The paragraph under the heading “Quorum” on page three of the Proxy Statement is hereby amended to read in full as follows:
“The presence in person or by proxy of at least one-third of our common stock outstanding as of the Record Date will constitute a quorum and is required to transact business at the Special Meeting. Shares of common stock represented in person or by proxy (including shares which abstain or do not vote with respect to one or more of the matters presented for stockholder approval) will be counted for purposes of determining whether a quorum is present at the Special Meeting. If a quorum is not present, the Special Meeting may be adjourned until a quorum is obtained.”
The record date for the Special Meeting remains September 9, 2024.
The paragraph under the heading “Procedure for Effecting Reverse Stock Split and Exchange of Stock Certificates” on page six of the Proxy Statement is hereby amended to read in full as follows:
“If the Reverse Stock Split is approved by the Company’s stockholders, and if at such time the Board still believes that a reverse stock split is in the best interests of the Company and its stockholders, the Board will determine the ratio of the Reverse Stock Split to be implemented. The Reverse Stock Split will become effective as of the Effective Time. The Board will determine the exact timing and effectiveness of the filing of the certificate of amendment based on its evaluation as to when the filing would be the most advantageous to the Company and its stockholders.
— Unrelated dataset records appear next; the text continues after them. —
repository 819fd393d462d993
//! Locator-less resolution and interaction engine for rich web components.
//!
//! Callers name an element the way a person would (a label, a test-marker
//! value, a variant or a position) and the engine finds the one intended
//! element, waits until it can be used, acts on it and checks the result.

pub mod action;
pub mod browser;
pub mod cli;
pub mod component;
pub mod context;
pub mod error;
pub mod locate;
pub mod page;
pub mod report;
pub mod scenario;
pub mod trace;

pub use action::action_model::{ActionKind, ActionResult};
pub use action::config::{ActOptions, EngineConfig};
pub use action::handler::Engine;
pub use browser::driver::Driver;
pub use component::identifier::StateDescriptor;
pub use component::registry::KindRegistry;
pub use context::element_context::ElementContext;
pub use error::{DriverError, EngineError};
pub use locate::request::{IdentificationRequest, IdentifierType};
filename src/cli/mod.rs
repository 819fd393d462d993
pub mod commands;
pub mod config;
If the Board does not decide to implement the Reverse Stock Split within six months from the date of the Special Meeting, the authority granted in this proposal to implement the Reverse Stock Split will terminate.”
We encourage you to read all of our proxy materials, including our Proxy Statement, so that you may be informed about the business to come before the Special Meeting. Your participation in our business is important, regardless of the number of shares that you hold. We urge you to vote regardless of whether you expect to attend the Special Meeting so that we may ensure that a quorum is present.